What probability are they talking about?
"The likelihood for such a perfect alignment of the orbital angular momentum vector around the Sun for Earth and 3I/ATLAS is π(5◦/57◦)2/(4π) = 2×10−3."
Sloppy sloppy work.
> In the following analysis we assume that 3I/ATLAS is on its current orbit but vary the time-of-entry into the Solar System (or equivalently the time of perihelion), assuming 3I/ATLAS could have come at any time into the Solar System, and happened to do so such that it came within the observed closest approaches of Venus, Mars and Jupiter. The probability of this is 0.005
So exact same trajectory, but analyzed over a long period of time. If it came any earlier or later, it would almost never get this close to exactly those three planets.
Did he give Borisov this treatment? It seems not, so then the answer is "no, only about two thirds of them".

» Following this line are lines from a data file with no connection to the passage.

#![cfg_attr(feature = "fail-on-warnings", deny(warnings))]
#![warn(clippy::all, clippy::pedantic, clippy::nursery, clippy::cargo)]
#![allow(clippy::multiple_crate_versions, clippy::cargo_common_metadata)]

//! Zone dataset loading.
//!
//! Datasets come from three places: the embedded [`registry`], a TOML file
//! with `[[zones]]` tables, or a CSV file with one zone per row. All three
//! go through [`ZoneRecord::into_zone`], so the same validation applies
//! everywhere. Records that fail validation are logged and skipped; a
//! dataset with no surviving zone is an error.

pub mod record;
pub mod registry;

use std::collections::BTreeSet;
use std::io::Read;
use std::path::Path;

use serde::Deserialize;
use zone_priority_zone_models::Zone;

pub use record::ZoneRecord;
pub use registry::{DatasetDefinition, all_datasets, dataset};

/// Errors that can occur while loading zones.
#[derive(Debug, thiserror::Error)]
pub enum SourceError {
    /// I/O error (file read).
    #[error("I/O error: {0}")]
    Io(#[from] std::io::Error),

    /// TOML parsing failed.
    #[error("TOML parse error: {0}")]
    Toml(#[from] toml::de::Error),

    /// CSV reading failed.
    #[error("CSV error: {0}")]
    Csv(#[from] csv::Error),

    /// A record is missing a field or has an out-of-range value.
    #[error("Invalid zone record '{record}': {message}")]
    InvalidRecord {
        /// Zone name, or a placeholder when the name is missing.
        record: String,
        /// Description of what went wrong.
        message: String,
    },

    /// No built-in dataset has the requested id.
    #[error("Unknown dataset '{id}'")]
    UnknownDataset {
        /// The requested id.
        id: String,
    },

    /// The file extension is neither `.toml` nor `.csv`.
    #[error("Unsupported zone file '{path}' (expected .toml or .csv)")]
    UnsupportedFormat {
        /// The offending path.
        path: String,
    },

    /// Every record was rejected.
    #[error("No valid zones in {origin}")]
    NoValidZones {
        /// Where the records came from.
        origin: String,
    },
}

/// Top-level shape of a TOML zone file.
#[derive(Debug, Deserialize)]
struct ZoneFile {
    #[serde(default)]
    zones: Vec<ZoneRecord>,
}

/// Validates records, dropping invalid ones and repeated names.
///
/// The first occurrence of a name wins.
///
/// # Errors
///
/// Returns [`SourceError::NoValidZones`] if nothing survives.
pub fn zones_from_records<I>(origin: &str, records: I) -> Result<Vec<Zone>, SourceError>
where
    I: IntoIterator<Item = ZoneRecord>,
{
    let mut seen = BTreeSet::new();
    let mut skipped = 0_usize;
    let mut zones = Vec::new();

    for record in records {
        match record.into_zone() {
            Ok(zone) if seen.insert(zone.name.clone()) => zones.push(zone),
            Ok(zone) => {
                skipped += 1;
                log::warn!("Skipping duplicate zone '{}' in {origin}", zone.name);
            }
            Err(e) => {
                skipped += 1;
                log::warn!("Skipping record in {origin}: {e}");
            }
        }
    }

    if zones.is_empty() {
        return Err(SourceError::NoValidZones {
            origin: origin.to_string(),
        });
    }

    log::info!("Loaded {} zones from {origin} ({skipped} skipped)", zones.len());

    Ok(zones)
}

/// Loads zones from TOML text containing `[[zones]]` tables.
///
/// # Errors
///
/// Returns an error if the text is not valid TOML or has no valid zone.
pub fn load_toml_str(origin: &str, text: &str) -> Result<Vec<Zone>, SourceError> {
    let file: ZoneFile = toml::from_str(text)?;
    zones_from_records(origin, file.zones)
}

/// Loads zones from CSV with a header row.
///
/// Rows that cannot be deserialized are logged and skipped like invalid
/// records.
///
/// # Errors
///
/// Returns an error if the header cannot be read or no row is valid.
pub fn load_csv_reader<R: Read>(origin: &str, reader: R) -> Result<Vec<Zone>, SourceError> {
    let mut rdr = csv::ReaderBuilder::new()
        .trim(csv::Trim::All)
        .from_reader(reader);

    rdr.headers()?;

    let records: Vec<ZoneRecord> = rdr
        .deserialize::<ZoneRecord>()
        .enumerate()
        .filter_map(|(i, row)| match row {
            Ok(record) => Some(record),
            Err(e) => {
                log::warn!("Skipping malformed row {} in {origin}: {e}", i + 2);
                None
            }
        })
        .collect();

    zones_from_records(origin, records)
}

/// Loads zones from a `.toml` or `.csv` file.
///
/// # Errors
///
/// Returns an error if the file cannot be read, has an unsupported
/// extension, or contains no valid zone.
pub fn load_path(path: &Path) -> Result<Vec<Zone>, SourceError> {
    let origin = path.display().to_string();
    let extension = path
        .extension()
        .and_then(|e| e.to_str())
        .map(str::to_ascii_lowercase);

    log::debug!("Loading zones from {origin}");

    match extension.as_deref() {
        Some("toml") => load_toml_str(&origin, &std::fs::read_to_string(path)?),
        Some("csv") => load_csv_reader(&origin, std::fs::File::open(path)?),
        _ => Err(SourceError::UnsupportedFormat { path: origin }),
    }
}

#[cfg(test)]
mod tests {
    use zone_priority_zone_models::ZoneType;

    use super::*;

    const HEADER: &str = "name,type,population,has_education_site,education_site_connected,\
                          average_speed_mbps,internet_penetration,population_density,latitude,longitude";

    #[test]
    fn csv_accepts_comma_decimals() {
        let csv = format!(
            "{HEADER}\n\
             Timba,rural,3800,true,true,\"8,5\",\"0,32\",95.0,3.1522,-76.4889\n"
        );
        let zones = load_csv_reader("test", csv.as_bytes()).unwrap();
        assert_eq!(zones.len(), 1);
        assert!((zones[0].average_speed_mbps - 8.5).abs() < f64::EPSILON);
        assert!((zones[0].internet_penetration - 0.32).abs() < f64::EPSILON);
    }

    #[test]
    fn csv_accepts_capitalized_flags() {
        let csv = format!(
            "{HEADER}\n\
             Timba,Rural,2900,True,True,12.5,0.32,95.0,3.1266,-76.6352\n\
             Robles,RURAL,3200,TRUE,FALSE,15.2,0.35,80.0,3.1780,-76.5400\n\
             Yumbillo,rural,1500,False,,7.0,0.28,30.0,3.1983,-76.6231\n\
             Chagres,rural,1800,1,0,4.0,0.22,45.0,3.1100,-76.6500\n"
        );
        let zones = load_csv_reader("test", csv.as_bytes()).unwrap();
        assert_eq!(zones.len(), 4);
        assert!(zones[0].has_education_site && zones[0].education_site_connected);
        assert!(zones[1].has_unconnected_education_site());
        assert!(!zones[2].has_education_site);
        assert!(zones[3].has_unconnected_education_site());
    }

    #[test]
    fn csv_skips_malformed_and_invalid_rows() {
        let csv = format!(
            "{HEADER}\n\
             Timba,rural,3800,true,true,8.5,0.32,95.0,3.1522,-76.4889\n\
             Broken,rural,lots,true,true,8.5,0.32,95.0,3.1522,-76.4889\n\
             Missing Speed,rural,1200,false,,,0.3,40.0,3.2,-76.5\n\
             Cabecera Municipal,Urbana,142808,true,true,45.5,0.65,1449.8,3.2611,-76.5383\n"
        );
        let zones = load_csv_reader("test", csv.as_bytes()).unwrap();
        let names: Vec<&str> = zones.iter().map(|z| z.name.as_str()).collect();
        assert_eq!(names, vec!["Timba", "Cabecera Municipal"]);
        assert_eq!(zones[1].zone_type, ZoneType::Urban);
    }

    #[test]
    fn csv_with_no_valid_rows_is_an_error() {
        let csv = format!("{HEADER}\nBroken,rural,lots,true,true,1,0.1,1,0,0\n");
        assert!(matches!(
            load_csv_reader("test", csv.as_bytes()),
            Err(SourceError::NoValidZones { .. })
        ));
    }

    #[test]
    fn toml_loads_zones_and_defaults_connected_flag() {
        let text = r#"
            [[zones]]
            name = "Yumbillo"
            type = "rural"
            population = 1500
            has_education_site = false
            average_speed_mbps = 7
            internet_penetration = 0.28
            population_density = 30.0
            latitude = 3.1983
            longitude = -76.6231
        "#;
        let zones = load_toml_str("test", text).unwrap();
        assert_eq!(zones.len(), 1);
        assert!(!zones[0].education_site_connected);
        assert!((zones[0].average_speed_mbps - 7.0).abs() < f64::EPSILON);
    }

    #[test]
    fn toml_without_zones_is_an_error() {
        assert!(matches!(
            load_toml_str("empty", "title = \"nothing\""),
            Err(SourceError::NoValidZones { origin }) if origin == "empty"
        ));
    }

    #[test]
    fn invalid_toml_is_a_parse_error() {
        assert!(matches!(
            load_toml_str("bad", "[[zones]\nname ="),
            Err(SourceError::Toml(_))
        ));
    }

    #[test]
    fn duplicate_names_keep_first() {
        let record = |speed: f64| ZoneRecord {
            name: Some("Robles".to_string()),
            zone_type: Some("rural".to_string()),
            population: Some(3200),
            has_education_site: Some(false),
            education_site_connected: None,
            average_speed_mbps: Some(speed),
            internet_penetration: Some(0.35),
            population_density: Some(80.0),
            latitude: Some(3.2),
            longitude: Some(-76.5),
        };
        let zones = zones_from_records("test", [record(15.2), record(1.0)]).unwrap();
        assert_eq!(zones.len(), 1);
        assert!((zones[0].average_speed_mbps - 15.2).abs() < f64::EPSILON);
    }

    #[test]
    fn unsupported_extension_is_rejected() {
        assert!(matches!(
            load_path(Path::new("zones.xlsx")),
            Err(SourceError::UnsupportedFormat { .. })
        ));
    }
}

Why? I’d rather we continue surveying from a distance while sending probes to places we know will be interesting, like Titan and Europa.
This is not accurate. Viking got there in <4 months, and we have the technology to do it even faster, if needed. The long duration transits are often the least energy (Hohmann transfer) and that's why we use them. Planetary alignment is also a big factor.
Anyway, there are currently proposals to have probes lingering in high orbits and intercept interstellar visitors (maybe not as fast as 3I), and Rubin should give us plenty of targets when it gets online.
As an interesting tidbit, 3I was found in the Rubin data ~2weeks before it was spotted. Should be a perfect exercise in refining the discovery algorithms.
"We strongly emphasize that this paper is largely a pedagogical exercise, with interesting discoveries and strange serendipities, worthy of a record in the scientific literature. By far the most likely outcome will be that 3I/ATLAS is a completely natural interstellar object, probably a comet, and the authors await the astronomical data to support this likely origin."
While that does not automatically suggest that they are not technological, they are not likely to be hostile.* We've likely lived through tens of thousands of them passing through.
*Unless you subscribe to the "they are among us" viewpoint. That crazy well has no bottom.
One of the authors (Abraham Loeb) is well known for writing salami-sliced papers that have tenuous and non-testable premises.
You should be skeptical of anything he writes after watching this:
https://www.youtube.com/watch?v=aY985qzn7oI&t=1440s
In this case Loeb seems to have decided to delight in publishing out-there ideas, probably with a bit of a mission to open up debate and widen the range of acceptable topics in the field of astronomy for younger less established researchers. Basically, he's at a point in his career where he simply doesn't care what anyone things of him and his research and so he's spending credit so that if someone younger and more at risk than him comes up with a startling idea they will hopefully be more likely to share it.
I think it's a good thing, obviously a bunch of people really don't.
https://en.wikipedia.org/wiki/Least_publishable_unit
https://www.scientificamerican.com/article/astronomer-avi-lo...
https://earthsky.org/space/oumuamua-a-comet-avi-loeb-respond...
Here's Loeb on space dust - was it Aliens?
https://www.livescience.com/space/extraterrestrial-life/alie...
He's doing what he usually does. It's fun to think about, but not to be taken too seriously or regarded as anything unique.